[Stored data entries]
+--
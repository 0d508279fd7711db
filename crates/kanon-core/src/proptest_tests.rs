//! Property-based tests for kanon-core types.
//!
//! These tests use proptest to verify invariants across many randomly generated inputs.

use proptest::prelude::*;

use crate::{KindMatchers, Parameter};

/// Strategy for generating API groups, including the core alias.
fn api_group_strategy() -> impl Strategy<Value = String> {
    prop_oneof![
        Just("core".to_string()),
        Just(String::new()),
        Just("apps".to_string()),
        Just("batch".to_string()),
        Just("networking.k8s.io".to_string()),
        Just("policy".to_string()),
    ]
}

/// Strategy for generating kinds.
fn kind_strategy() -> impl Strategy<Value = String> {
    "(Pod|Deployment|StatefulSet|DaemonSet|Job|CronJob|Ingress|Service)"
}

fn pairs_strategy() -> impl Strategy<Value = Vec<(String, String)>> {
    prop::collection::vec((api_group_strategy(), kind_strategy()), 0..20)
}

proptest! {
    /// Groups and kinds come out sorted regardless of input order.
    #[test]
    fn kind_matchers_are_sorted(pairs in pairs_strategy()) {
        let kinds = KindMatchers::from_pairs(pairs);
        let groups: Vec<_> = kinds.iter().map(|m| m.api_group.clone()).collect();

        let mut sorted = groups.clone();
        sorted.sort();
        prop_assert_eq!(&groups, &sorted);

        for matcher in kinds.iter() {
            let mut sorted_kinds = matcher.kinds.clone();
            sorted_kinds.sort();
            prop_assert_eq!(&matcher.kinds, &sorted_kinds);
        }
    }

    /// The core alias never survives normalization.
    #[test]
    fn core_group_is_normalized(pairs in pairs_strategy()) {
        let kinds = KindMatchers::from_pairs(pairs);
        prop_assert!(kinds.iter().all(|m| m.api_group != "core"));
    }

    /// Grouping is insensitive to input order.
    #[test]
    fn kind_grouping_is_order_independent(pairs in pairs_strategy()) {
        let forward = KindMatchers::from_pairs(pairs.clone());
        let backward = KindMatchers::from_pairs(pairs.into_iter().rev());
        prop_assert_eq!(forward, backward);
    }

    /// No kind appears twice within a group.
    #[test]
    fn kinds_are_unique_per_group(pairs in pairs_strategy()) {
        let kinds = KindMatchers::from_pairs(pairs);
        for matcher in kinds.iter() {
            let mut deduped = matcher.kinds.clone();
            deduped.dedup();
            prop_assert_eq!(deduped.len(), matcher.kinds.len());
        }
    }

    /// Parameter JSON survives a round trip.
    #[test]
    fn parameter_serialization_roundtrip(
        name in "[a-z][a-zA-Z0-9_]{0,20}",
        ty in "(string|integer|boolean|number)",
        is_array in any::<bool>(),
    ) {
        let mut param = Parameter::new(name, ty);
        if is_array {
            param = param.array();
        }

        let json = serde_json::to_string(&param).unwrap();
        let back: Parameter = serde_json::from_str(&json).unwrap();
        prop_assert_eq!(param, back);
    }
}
+--
■ What is being asked
Look over the records above and say how many lines hold the word "alias", giving the number alone.

■ Task response
2